Du roman à la poésie en passant par le théâtre et la nouvelle, Ana María Shua est essentiellement reconnue pour ses microfictions. Née en 1951 à Buenos Aires, elle prend le chemin de l’exil à Paris en 1976, alors que s’installe la dictature militaire. Ses premiers romans, Soy paciente (1980) et Los amores de Laurita (1986), sont célébrés par la critique lors de son retour et font l’objet d’adaptations au cinéma. En 1988 débute sa carrière dans la littérature pour enfants avec La batalla entre los elefantes y los cocodrilos. Contes du monde est le premier recueil de ses contes traduit en français.
Photo : La Opinión Diaria
Ces soixante contes du monde, venus des contrées les plus reculées, parfois même de civilisations oubliées, ont été retrouvés et remaniés par Ana María Shua. Au-delà de la construction d’un imaginaire qui lui est propre, l’auteure s’inscrit dans l’art de raconter des histoires caractéristique du continent latino-américain et, plus particulièrement, de l’Argentine, dont Borges a été un des pionniers.
Dès l’ouverture du recueil, nous partons à la découverte des meilleures histoires de la planète, afin de connaître les coutumes et le mode de vie des peuples qui les ont inventées. Du Kenya au Mexique, de l’Inde à l’Égypte, chacune de ces histoires, inédites en français, se lit alors comme une invitation au voyage.
Peuplées de personnages inquiétants, drôles ou magiques, de créatures étranges et exotiques, chaque récit tente de lever le voile sur les origines présumées du monde ou sur son fonctionnement. Et si les thèmes et les schémas narratifs sont universels, chaque peuple les a adaptés à ses coutumes. Ainsi les princesses mangent du riz en Chine et des pâtes en Italie, tout comme les pyramides et les sphinx parcourent les contes des Mille et une nuits. Avec humour et légèreté, l’auteure réactualise ces récits venus des contrées les plus reculées, parfois même de civilisations oubliées, afin de vous faire voyager simultanément à travers le temps et aux quatre coins du monde.
Ce recueil s’adresse aux enfants dès l’âge de 9 ans et les invite à développer leur perception du monde et du langage. Une belle lecture pour petits voyageurs, jeunes expatriés ou apprentis traducteurs. Cette édition bilingue permet de lire le texte original et d’en apprécier la traduction, et peut servir de support de cours pour l’enseignement de l’espagnol dans le secondaire et le supérieur.

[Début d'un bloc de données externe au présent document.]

//! Species name search over the provider's full name list

use crate::species::SpeciesRef;

/// Terms shorter than this never match
pub const MIN_TERM_LEN: usize = 2;

/// At most this many suggestions are returned
pub const MAX_MATCHES: usize = 5;

/// Names containing `term` (case-insensitive), in list order
///
/// Returns nothing for terms shorter than [`MIN_TERM_LEN`] characters, and at
/// most [`MAX_MATCHES`] names.
pub fn search_names<'a, S: AsRef<str>>(names: &'a [S], term: &str) -> Vec<&'a str> {
    search(names, term).map(S::as_ref).collect()
}

/// Like [`search_names`], over list entries so matches keep their provider id
pub fn search_indexed<'a>(list: &'a [SpeciesRef], term: &str) -> Vec<(u32, &'a str)> {
    search(list, term)
        .map(|entry| (entry.id, entry.name.as_str()))
        .collect()
}

fn search<'a, S: AsRef<str>>(items: &'a [S], term: &str) -> impl Iterator<Item = &'a S> {
    let term = term.trim().to_lowercase();
    let limit = if term.chars().count() < MIN_TERM_LEN {
        0
    } else {
        MAX_MATCHES
    };
    items
        .iter()
        .filter(move |item| S::as_ref(item).contains(term.as_str()))
        .take(limit)
}

#[cfg(test)]
mod tests {
    use super::*;

    fn names() -> Vec<String> {
        [
            "bulbasaur",
            "ivysaur",
            "venusaur",
            "charmander",
            "charmeleon",
            "charizard",
            "squirtle",
            "wartortle",
            "blastoise",
            "caterpie",
            "metapod",
            "butterfree",
        ]
        .iter()
        .map(|s| s.to_string())
        .collect()
    }

    #[test]
    fn test_short_terms_do_not_match() {
        let names = names();
        assert!(search_names(&names, "").is_empty());
        assert!(search_names(&names, "c").is_empty());
        assert!(search_names(&names, " c ").is_empty());
    }

    #[test]
    fn test_matches_substring_case_insensitive() {
        let names = names();
        assert_eq!(
            search_names(&names, "CHAR"),
            vec!["charmander", "charmeleon", "charizard"]
        );
        assert_eq!(search_names(&names, "tort"), vec!["wartortle"]);
        assert!(search_names(&names, "pikachu").is_empty());
    }

    #[test]
    fn test_matches_are_capped() {
        let names = names();
        assert_eq!(
            search_names(&names, "sa"),
            vec!["bulbasaur", "ivysaur", "venusaur"]
        );

        let pidgeys: Vec<String> = (1..=8).map(|i| format!("pidgey-{i}")).collect();
        let matches = search_names(&pidgeys, "pidg");
        assert_eq!(matches.len(), MAX_MATCHES);
        assert_eq!(matches[0], "pidgey-1");
        assert_eq!(matches[4], "pidgey-5");
    }

    #[test]
    fn test_indexed_keeps_provider_ids() {
        let list = vec![
            SpeciesRef { id: 386, name: "deoxys-normal".into() },
            SpeciesRef { id: 387, name: "turtwig".into() },
            SpeciesRef { id: 10001, name: "deoxys-attack".into() },
            SpeciesRef { id: 10002, name: "deoxys-defense".into() },
        ];
        assert_eq!(
            search_indexed(&list, "deoxys"),
            vec![(386, "deoxys-normal"), (10001, "deoxys-attack"), (10002, "deoxys-defense")]
        );
        assert!(search_indexed(&list, "d").is_empty());
        assert_eq!(search_names(&list, "TURT"), vec!["turtwig"]);
    }
}
use std::collections::HashMap;
use std::sync::Arc;
use std::time::{Duration, Instant};

use typedex_species::{Species, SpeciesRef};

/// Responses kept between calls
pub(crate) struct ClientState {
    /// Full species list; it does not change while the client lives
    pub list: Option<Arc<Vec<SpeciesRef>>>,
    /// Species by lowercased name, with fetch time
    pub species: HashMap<String, (Instant, Species)>,
}

impl ClientState {
    pub fn new() -> Self {
        Self {
            list: None,
            species: HashMap::new(),
        }
    }

    /// A cached species, if fetched less than `ttl` ago
    pub fn fresh_species(&self, name: &str, ttl: Duration) -> Option<Species> {
        self.species
            .get(name)
            .filter(|(fetched, _)| fetched.elapsed() < ttl)
            .map(|(_, species)| species.clone())
    }

    /// Cache a species, dropping entries older than `ttl`
    pub fn store_species(&mut self, name: String, species: Species, ttl: Duration) {
        self.species.retain(|_, (fetched, _)| fetched.elapsed() < ttl);
        self.species.insert(name, (Instant::now(), species));
    }
}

Dirigée par Philippe Dessommes, José Carlos de Hoyos et Sylvie Protin, la collection «Ida y vuelta/Aller-retour» des Presses universitaires de Lyon se propose d’ouvrir des espaces de dialogue entre les cultures d’expression espagnole et française. Elle présente des textes encore inédits en français, principalement du domaine littéraire, en ne s’interdisant aucun genre (fiction, poésie, essai, critique).
Après Aucun lieu n’est sacré, un recueil de neuf nouvelles de Rodrigo Rey Rosa, inédit en français, composé durant son séjour à New York en 1998, et un roman, à la fois rigoureux et farfelu, de Carlos Gamerro, Le Rêve de monsieur le juge, publiés en 2017, Contes du monde est un des deux nouveaux titres en édition bilingue qui viennent enrichir la collection «Ida y vuelta/Aller-retour» des Presses universitaires de Lyon (PUL), avec le témoignage fictionnel de Saúl Ibargoyen autour de la dictature uruguayenne, Du sang dans le Cône Sud.
Marlène LANDON
Contes du monde d’Ana María Shua, traduit de l’espagnol (Argentine) par Mila Christel Bathurt, avec une préface de Jean-Yves Loude, Presses universitaires de Lyon, 536 p., 16 €. Ana María Shua en espagnol : Cuentos del mundo, Anaya.